╔══

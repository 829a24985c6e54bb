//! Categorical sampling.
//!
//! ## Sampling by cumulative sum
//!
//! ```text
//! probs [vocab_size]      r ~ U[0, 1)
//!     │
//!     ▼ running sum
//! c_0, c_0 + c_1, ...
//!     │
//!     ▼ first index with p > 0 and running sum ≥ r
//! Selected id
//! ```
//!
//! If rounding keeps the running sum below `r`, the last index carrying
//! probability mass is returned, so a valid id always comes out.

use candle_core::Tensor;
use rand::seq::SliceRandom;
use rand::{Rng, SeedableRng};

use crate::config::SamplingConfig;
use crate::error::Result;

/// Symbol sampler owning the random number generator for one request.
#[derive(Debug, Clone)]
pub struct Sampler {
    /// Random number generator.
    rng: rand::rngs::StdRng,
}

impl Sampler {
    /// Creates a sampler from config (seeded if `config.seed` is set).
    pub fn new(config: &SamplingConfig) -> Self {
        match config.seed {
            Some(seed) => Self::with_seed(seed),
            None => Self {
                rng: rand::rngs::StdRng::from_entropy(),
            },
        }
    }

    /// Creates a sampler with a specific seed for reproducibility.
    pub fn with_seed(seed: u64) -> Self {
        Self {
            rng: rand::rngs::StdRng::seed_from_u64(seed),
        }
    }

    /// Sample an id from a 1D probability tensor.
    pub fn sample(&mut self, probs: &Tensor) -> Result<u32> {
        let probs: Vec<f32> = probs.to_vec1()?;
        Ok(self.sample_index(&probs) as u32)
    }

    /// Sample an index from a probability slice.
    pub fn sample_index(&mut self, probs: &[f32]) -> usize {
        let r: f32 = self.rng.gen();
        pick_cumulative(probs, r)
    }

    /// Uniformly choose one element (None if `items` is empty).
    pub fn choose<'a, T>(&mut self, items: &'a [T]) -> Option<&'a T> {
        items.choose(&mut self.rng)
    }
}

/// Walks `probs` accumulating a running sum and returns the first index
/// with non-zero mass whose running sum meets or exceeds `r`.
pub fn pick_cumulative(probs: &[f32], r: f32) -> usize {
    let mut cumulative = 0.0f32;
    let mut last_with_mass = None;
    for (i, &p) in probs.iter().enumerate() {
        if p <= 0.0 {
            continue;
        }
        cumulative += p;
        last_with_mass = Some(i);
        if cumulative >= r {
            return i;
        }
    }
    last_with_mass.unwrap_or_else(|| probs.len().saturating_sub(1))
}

╚══
╔══

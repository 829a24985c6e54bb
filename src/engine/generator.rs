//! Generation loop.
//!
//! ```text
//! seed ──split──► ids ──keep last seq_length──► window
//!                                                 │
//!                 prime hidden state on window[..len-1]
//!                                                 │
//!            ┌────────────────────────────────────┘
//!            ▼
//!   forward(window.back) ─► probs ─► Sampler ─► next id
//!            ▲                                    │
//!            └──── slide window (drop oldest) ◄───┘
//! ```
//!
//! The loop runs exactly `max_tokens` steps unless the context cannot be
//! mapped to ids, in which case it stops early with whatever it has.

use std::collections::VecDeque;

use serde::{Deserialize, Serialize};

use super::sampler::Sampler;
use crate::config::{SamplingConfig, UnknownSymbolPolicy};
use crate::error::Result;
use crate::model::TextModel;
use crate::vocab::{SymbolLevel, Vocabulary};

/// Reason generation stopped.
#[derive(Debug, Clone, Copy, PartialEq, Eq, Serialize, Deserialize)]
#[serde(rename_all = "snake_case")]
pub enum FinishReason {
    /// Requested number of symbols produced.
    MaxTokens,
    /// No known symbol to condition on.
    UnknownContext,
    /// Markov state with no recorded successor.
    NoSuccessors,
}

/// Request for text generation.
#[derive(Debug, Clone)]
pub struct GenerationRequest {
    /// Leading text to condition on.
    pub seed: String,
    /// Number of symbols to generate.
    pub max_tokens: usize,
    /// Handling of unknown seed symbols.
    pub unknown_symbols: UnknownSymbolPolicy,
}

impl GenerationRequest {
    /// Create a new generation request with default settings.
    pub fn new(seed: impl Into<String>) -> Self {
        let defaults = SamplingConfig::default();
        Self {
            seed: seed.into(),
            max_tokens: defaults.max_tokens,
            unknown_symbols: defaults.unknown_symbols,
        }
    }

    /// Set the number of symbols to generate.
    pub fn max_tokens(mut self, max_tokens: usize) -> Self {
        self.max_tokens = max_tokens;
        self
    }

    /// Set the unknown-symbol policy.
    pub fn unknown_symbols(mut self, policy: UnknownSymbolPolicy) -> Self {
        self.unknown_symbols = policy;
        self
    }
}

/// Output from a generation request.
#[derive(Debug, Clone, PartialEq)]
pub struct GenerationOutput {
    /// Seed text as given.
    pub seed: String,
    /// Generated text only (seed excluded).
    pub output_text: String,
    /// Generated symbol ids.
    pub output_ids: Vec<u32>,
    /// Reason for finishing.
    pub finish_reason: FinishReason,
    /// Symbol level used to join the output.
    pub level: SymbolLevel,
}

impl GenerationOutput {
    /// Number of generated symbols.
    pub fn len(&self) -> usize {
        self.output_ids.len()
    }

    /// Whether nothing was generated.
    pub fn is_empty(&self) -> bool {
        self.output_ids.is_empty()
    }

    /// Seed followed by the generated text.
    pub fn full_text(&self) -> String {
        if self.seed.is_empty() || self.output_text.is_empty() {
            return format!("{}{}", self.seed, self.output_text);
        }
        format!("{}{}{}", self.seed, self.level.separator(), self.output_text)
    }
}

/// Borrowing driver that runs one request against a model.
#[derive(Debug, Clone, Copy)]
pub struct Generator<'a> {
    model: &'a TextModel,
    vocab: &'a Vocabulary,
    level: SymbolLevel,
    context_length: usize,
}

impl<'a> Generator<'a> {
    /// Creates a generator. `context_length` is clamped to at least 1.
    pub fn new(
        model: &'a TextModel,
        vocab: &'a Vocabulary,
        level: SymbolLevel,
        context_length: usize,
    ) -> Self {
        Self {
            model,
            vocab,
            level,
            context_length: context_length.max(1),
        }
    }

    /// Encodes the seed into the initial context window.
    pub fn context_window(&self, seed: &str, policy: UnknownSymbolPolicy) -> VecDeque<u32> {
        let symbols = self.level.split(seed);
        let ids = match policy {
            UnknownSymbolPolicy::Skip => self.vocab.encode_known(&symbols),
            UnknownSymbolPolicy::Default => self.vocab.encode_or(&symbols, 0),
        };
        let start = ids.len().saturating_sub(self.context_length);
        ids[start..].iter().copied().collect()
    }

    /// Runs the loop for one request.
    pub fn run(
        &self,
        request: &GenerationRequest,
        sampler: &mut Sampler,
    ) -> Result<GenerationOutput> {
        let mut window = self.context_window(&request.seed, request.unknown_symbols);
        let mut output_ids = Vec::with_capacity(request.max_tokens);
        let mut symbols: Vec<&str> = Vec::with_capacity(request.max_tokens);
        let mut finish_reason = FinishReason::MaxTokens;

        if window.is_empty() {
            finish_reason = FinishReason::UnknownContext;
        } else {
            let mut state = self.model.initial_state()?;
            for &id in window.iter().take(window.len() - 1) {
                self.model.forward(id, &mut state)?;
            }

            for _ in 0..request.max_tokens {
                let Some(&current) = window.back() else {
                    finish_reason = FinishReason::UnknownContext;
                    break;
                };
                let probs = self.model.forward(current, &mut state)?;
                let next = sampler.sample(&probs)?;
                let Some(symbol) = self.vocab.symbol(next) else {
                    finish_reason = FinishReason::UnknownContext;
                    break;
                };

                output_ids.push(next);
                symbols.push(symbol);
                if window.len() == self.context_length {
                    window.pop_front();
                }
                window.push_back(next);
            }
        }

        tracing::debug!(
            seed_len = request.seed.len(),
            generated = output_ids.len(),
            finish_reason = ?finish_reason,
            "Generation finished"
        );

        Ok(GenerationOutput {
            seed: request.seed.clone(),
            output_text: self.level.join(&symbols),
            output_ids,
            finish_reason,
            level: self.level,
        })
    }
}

╚══

§ Problem requirements: All lines above containing the string "loop": copy each one.

§ Output for this task:
//! Generation loop.
//! The loop runs exactly `max_tokens` steps unless the context cannot be
    /// Runs the loop for one request.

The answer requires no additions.